--- What you will do ---
Determine how many lines in the entries contain the word "chunk", and give that number with no other text.

--- Input records ---
──────────
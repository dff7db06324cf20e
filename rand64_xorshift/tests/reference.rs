use rand64_core::{Seedable64, SliceSeedable64, Source64};
use rand64_xorshift::{XorShift1024Star, XorShift128Plus, XorShift64Star};

const SEED1: u64 = 1387366483214;

#[test]
fn test_xorshift64star_reference() {
    let mut rng = XorShift64Star::new(SEED1);
    // Values produced by the reference implementation after expanding SEED1
    // through SplitMix64.
    let expected = [
        2822166619542251428,
        15719013637125578054,
        5561678958528313321,
        17233451694379724072,
        7387572601436152064,
        3352273234033349504,
        2899985483152672475,
        571698004386697050,
    ];
    for &e in &expected {
        assert_eq!(rng.next_u64(), e);
    }
}

#[test]
fn test_xorshift128plus_reference() {
    let mut rng = XorShift128Plus::new(SEED1);
    let expected = [
        15771346683385517196,
        9882470937415033222,
        10122515987812078275,
        9950291805690211997,
        5560898047753517047,
        9806550241747869425,
        16344204150069124721,
        7133254478284829050,
    ];
    for &e in &expected {
        assert_eq!(rng.next_u64(), e);
    }
}

#[test]
fn test_xorshift1024star_reference() {
    let mut rng = XorShift1024Star::new(SEED1);
    let expected = [
        14314478318729141266,
        5002514275247361877,
        1959453420035928037,
        15133026257940450009,
        10311270752396438174,
        3766918502733849924,
        15396074446274990069,
        15679784721060022461,
    ];
    for &e in &expected {
        assert_eq!(rng.next_u64(), e);
    }
}

#[test]
fn test_zero_seed_remapped() {
    // Seeding with 0 must behave exactly like seeding with the documented
    // default, and must not produce a stuck generator.
    let mut a = XorShift64Star::new(0);
    let mut b = XorShift64Star::new(89482311);
    for _ in 0..16 {
        assert_eq!(a.next_u64(), b.next_u64());
    }

    let mut a = XorShift128Plus::new(0);
    let mut b = XorShift128Plus::new(89482311);
    for _ in 0..16 {
        assert_eq!(a.next_u64(), b.next_u64());
    }

    let mut a = XorShift1024Star::new(0);
    let mut b = XorShift1024Star::new(89482311);
    for _ in 0..16 {
        assert_eq!(a.next_u64(), b.next_u64());
    }
}

#[test]
fn test_determinism_across_reseed() {
    let mut rng = XorShift1024Star::new(1);
    let first: Vec<u64> = (0..40).map(|_| rng.next_u64()).collect();
    rng.seed(1);
    let second: Vec<u64> = (0..40).map(|_| rng.next_u64()).collect();
    assert_eq!(first, second);
}

#[test]
fn test_seed_from_slice_prefix() {
    // A key longer than the state seeds the leading words verbatim; the
    // first output of xorshift128+ is the wrapping sum of both words.
    let mut rng = XorShift128Plus::new(0);
    rng.seed_from_slice(&[3, 5, 11, 13]);
    assert_eq!(rng.next_u64(), 8);
}

#[cfg(feature = "serde1")]
#[test]
fn test_serde() {
    let mut rng = XorShift1024Star::new(SEED1);
    rng.next_u64();

    let buf = bincode::serialize(&rng).expect("Could not serialize");
    let mut restored: XorShift1024Star =
        bincode::deserialize(&buf).expect("Could not deserialize");

    for _ in 0..16 {
        assert_eq!(rng.next_u64(), restored.next_u64());
    }
}
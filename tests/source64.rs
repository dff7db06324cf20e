// Copyright 2024 The rand64 project developers.
//
// Licensed under the Apache License, Version 2.0 <LICENSE-APACHE or
// https://www.apache.org/licenses/LICENSE-2.0> or the MIT license
// <LICENSE-MIT or https://opensource.org/licenses/MIT>, at your
// option. This file may not be copied, modified, or distributed
// except according to those terms.

//! Contract tests exercised across every generator in the family.

use rand64::{
    Mt64, Pcg64, Seedable64, Source64, SplitMix64, XorShift1024Star, XorShift128Plus,
    XorShift64Star, Xoroshiro128Plus, Xoroshiro128StarStar, Xoshiro256Plus, Xoshiro256StarStar,
};

fn sources(seed: u64) -> Vec<Box<dyn Source64>> {
    vec![
        Box::new(SplitMix64::new(seed)),
        Box::new(XorShift64Star::new(seed)),
        Box::new(XorShift128Plus::new(seed)),
        Box::new(XorShift1024Star::new(seed)),
        Box::new(Xoroshiro128Plus::new(seed)),
        Box::new(Xoroshiro128StarStar::new(seed)),
        Box::new(Xoshiro256Plus::new(seed)),
        Box::new(Xoshiro256StarStar::new(seed)),
        Box::new(Mt64::new(seed)),
        Box::new(Pcg64::new(seed)),
    ]
}

#[test]
fn same_seed_same_stream() {
    for (a, b) in sources(12345).iter_mut().zip(sources(12345).iter_mut()) {
        for _ in 0..64 {
            assert_eq!(a.next_u64(), b.next_u64());
        }
    }
}

#[test]
fn distinct_algorithms_distinct_streams() {
    // Ten draws from each generator under a common seed; no two
    // algorithms may agree on the whole prefix.
    let streams: Vec<Vec<u64>> = sources(42)
        .iter_mut()
        .map(|s| (0..10).map(|_| s.next_u64()).collect())
        .collect();
    for i in 0..streams.len() {
        for j in i + 1..streams.len() {
            assert_ne!(streams[i], streams[j], "generators {} and {}", i, j);
        }
    }
}

#[test]
fn int63_is_non_negative() {
    for src in sources(7).iter_mut() {
        for _ in 0..32 {
            assert!(src.int63() >= 0);
        }
    }
}

#[test]
fn fill_bytes_matches_words() {
    for seed in [0u64, 1, u64::MAX] {
        for (a, b) in sources(seed).iter_mut().zip(sources(seed).iter_mut()) {
            let mut buf = [0u8; 24];
            a.fill_bytes(&mut buf);
            for chunk in buf.chunks_exact(8) {
                assert_eq!(chunk, b.next_u64().to_le_bytes());
            }
        }
    }
}

#[test]
fn reseed_is_deterministic() {
    let mut rng = Xoshiro256Plus::new(1);
    let mut reference = Xoshiro256Plus::new(2);
    rng.next_u64();
    rng.seed(2);
    for _ in 0..32 {
        assert_eq!(rng.next_u64(), reference.next_u64());
    }
}
// Copyright 2024 The rand64 project developers.
//
// Licensed under the Apache License, Version 2.0 <LICENSE-APACHE or
// https://www.apache.org/licenses/LICENSE-2.0> or the MIT license
// <LICENSE-MIT or https://opensource.org/licenses/MIT>, at your
// option. This file may not be copied, modified, or distributed
// except according to those terms.

/// Apply the ** scrambler used by some RNGs from the xoshiro family.
macro_rules! starstar_u64 {
    ($x:expr) => {
        $x.wrapping_mul(5).rotate_left(7).wrapping_mul(9)
    };
}

/// Implement the xoroshiro state update.
macro_rules! impl_xoroshiro_u64 {
    ($self:expr) => {
        $self.s1 ^= $self.s0;
        $self.s0 = $self.s0.rotate_left(24) ^ $self.s1 ^ ($self.s1 << 16);
        $self.s1 = $self.s1.rotate_left(37);
    };
}

/// Implement the xoshiro state update.
macro_rules! impl_xoshiro_u64 {
    ($self:expr) => {
        let t = $self.s[1] << 17;

        $self.s[2] ^= $self.s[0];
        $self.s[3] ^= $self.s[1];
        $self.s[1] ^= $self.s[2];
        $self.s[0] ^= $self.s[3];

        $self.s[2] ^= t;

        $self.s[3] = $self.s[3].rotate_left(45);
    };
}

/// Implement a jump function for an RNG from the xoshiro family.
macro_rules! impl_jump {
    ($self:expr, [$j0:expr, $j1:expr $(,)?]) => {
        const JUMP: [u64; 2] = [$j0, $j1];
        let mut s0 = 0;
        let mut s1 = 0;
        for j in &JUMP {
            for b in 0..64 {
                if (j & 1 << b) != 0 {
                    s0 ^= $self.s0;
                    s1 ^= $self.s1;
                }
                $self.next_u64();
            }
        }
        $self.s0 = s0;
        $self.s1 = s1;
    };
    ($self:expr, [$j0:expr, $j1:expr, $j2:expr, $j3:expr $(,)?]) => {
        const JUMP: [u64; 4] = [$j0, $j1, $j2, $j3];
        let mut s0 = 0;
        let mut s1 = 0;
        let mut s2 = 0;
        let mut s3 = 0;
        for j in &JUMP {
            for b in 0..64 {
                if (j & 1 << b) != 0 {
                    s0 ^= $self.s[0];
                    s1 ^= $self.s[1];
                    s2 ^= $self.s[2];
                    s3 ^= $self.s[3];
                }
                $self.next_u64();
            }
        }
        $self.s[0] = s0;
        $self.s[1] = s1;
        $self.s[2] = s2;
        $self.s[3] = s3;
    };
}
use std::fmt;
use std::str::FromStr;

use chrono::DateTime;
use chrono::Utc;
use serde::Serialize;
use uuid::Uuid;

use crate::domain::auth::errors::EmailError;
use crate::domain::auth::errors::PasswordPolicyError;
use crate::domain::auth::errors::UserIdError;
use crate::domain::auth::errors::UsernameError;

/// Role every newly registered user receives.
pub const DEFAULT_ROLE: &str = "USER";

/// Stored user record.
///
/// Carries both credential hashes; only internal callers see this type.
/// Anything leaving the service goes through `UserProfile`.
#[derive(Debug, Clone, PartialEq)]
pub struct User {
    pub id: UserId,
    pub username: Username,
    pub email: EmailAddress,
    pub password_hash: String,
    /// Hash of the single live refresh token; `None` while logged out.
    pub refresh_token_hash: Option<String>,
    pub display_name: Option<String>,
    pub bio: Option<String>,
    pub avatar: Option<String>,
    pub roles: Vec<Role>,
    pub created_at: DateTime<Utc>,
}

impl User {
    pub fn identity(&self) -> auth::Identity {
        auth::Identity::new(self.id, self.username.as_str(), self.email.as_str())
    }
}

/// User unique identifier type
#[derive(Debug, Clone, Copy, PartialEq, Eq, Hash)]
pub struct UserId(pub Uuid);

impl UserId {
    /// Generate a new random user ID.
    pub fn new() -> Self {
        Self(Uuid::new_v4())
    }

    /// Parse a user ID from string.
    ///
    /// # Errors
    /// * `InvalidFormat` - String is not a valid UUID
    pub fn from_string(s: &str) -> Result<Self, UserIdError> {
        Uuid::parse_str(s)
            .map(UserId)
            .map_err(|e| UserIdError::InvalidFormat(e.to_string()))
    }
}

impl Default for UserId {
    fn default() -> Self {
        Self::new()
    }
}

impl fmt::Display for UserId {
    fn fmt(&self, f: &mut fmt::Formatter<'_>) -> fmt::Result {
        self.0.fmt(f)
    }
}

/// Username value type
///
/// Any non-blank string up to 255 characters; uniqueness is left to the store.
#[derive(Debug, Clone, PartialEq, Eq, Hash)]
pub struct Username(String);

impl Username {
    const MAX_LENGTH: usize = 255;

    /// Create a new valid username.
    ///
    /// # Errors
    /// * `Empty` - Username is empty or whitespace only
    /// * `TooLong` - Username longer than 255 characters
    pub fn new(username: String) -> Result<Self, UsernameError> {
        if username.trim().is_empty() {
            return Err(UsernameError::Empty);
        }

        let length = username.chars().count();
        if length > Self::MAX_LENGTH {
            return Err(UsernameError::TooLong {
                max: Self::MAX_LENGTH,
                actual: length,
            });
        }

        Ok(Self(username))
    }

    pub fn as_str(&self) -> &str {
        &self.0
    }
}

impl fmt::Display for Username {
    fn fmt(&self, f: &mut fmt::Formatter<'_>) -> fmt::Result {
        self.0.fmt(f)
    }
}

/// Email address type
///
/// Validates email format using RFC 5322 compliant parser.
#[derive(Debug, Clone, PartialEq, Eq)]
pub struct EmailAddress(String);

impl EmailAddress {
    /// Create a new validated email address.
    ///
    /// # Errors
    /// * `InvalidFormat` - Email does not conform to RFC 5322
    pub fn new(email: String) -> Result<Self, EmailError> {
        email_address::EmailAddress::from_str(&email)
            .map(|_| EmailAddress(email))
            .map_err(|e| EmailError::InvalidFormat(e.to_string()))
    }

    pub fn as_str(&self) -> &str {
        &self.0
    }
}

/// Plaintext password accepted at registration.
///
/// Not `Debug`-printable in full so it never ends up in logs.
#[derive(Clone, PartialEq, Eq)]
pub struct Password(String);

impl Password {
    const MIN_LENGTH: usize = 6;

    pub fn new(password: String) -> Result<Self, PasswordPolicyError> {
        let length = password.chars().count();
        if length < Self::MIN_LENGTH {
            return Err(PasswordPolicyError::TooShort {
                min: Self::MIN_LENGTH,
                actual: length,
            });
        }
        Ok(Self(password))
    }

    pub fn expose(&self) -> &str {
        &self.0
    }
}

impl fmt::Debug for Password {
    fn fmt(&self, f: &mut fmt::Formatter<'_>) -> fmt::Result {
        f.write_str("Password(<redacted>)")
    }
}

/// Named permission group.
#[derive(Debug, Clone, PartialEq, Eq, Hash, Serialize)]
pub struct Role {
    pub name: String,
}

impl Role {
    pub fn new(name: impl Into<String>) -> Self {
        Self { name: name.into() }
    }
}

/// Deterministic placeholder avatar seeded by username.
pub fn placeholder_avatar(username: &Username) -> String {
    format!(
        "https://api.dicebear.com/7.x/avataaars-neutral/svg?seed={}",
        username.as_str()
    )
}

/// Command to register a new user with domain types
#[derive(Debug)]
pub struct RegisterCommand {
    pub username: Username,
    pub email: EmailAddress,
    pub password: Password,
}

impl RegisterCommand {
    pub fn new(username: Username, email: EmailAddress, password: Password) -> Self {
        Self {
            username,
            email,
            password,
        }
    }
}

/// User row as handed to the store for creation.
#[derive(Debug, Clone, PartialEq)]
pub struct NewUser {
    pub id: UserId,
    pub username: Username,
    pub email: EmailAddress,
    pub password_hash: String,
    pub avatar: String,
    pub created_at: DateTime<Utc>,
}

/// Public view of a user.
///
/// Built only from `&User` and has no field for either credential hash.
#[derive(Debug, Clone, PartialEq, Eq, Serialize)]
pub struct UserProfile {
    pub id: String,
    pub username: String,
    pub email: String,
    pub avatar: Option<String>,
    pub display_name: Option<String>,
    pub bio: Option<String>,
    pub roles: Vec<Role>,
}

impl From<&User> for UserProfile {
    fn from(user: &User) -> Self {
        Self {
            id: user.id.to_string(),
            username: user.username.as_str().to_string(),
            email: user.email.as_str().to_string(),
            avatar: user.avatar.clone(),
            display_name: user.display_name.clone(),
            bio: user.bio.clone(),
            roles: user.roles.clone(),
        }
    }
}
──────────
--- Solution ---
2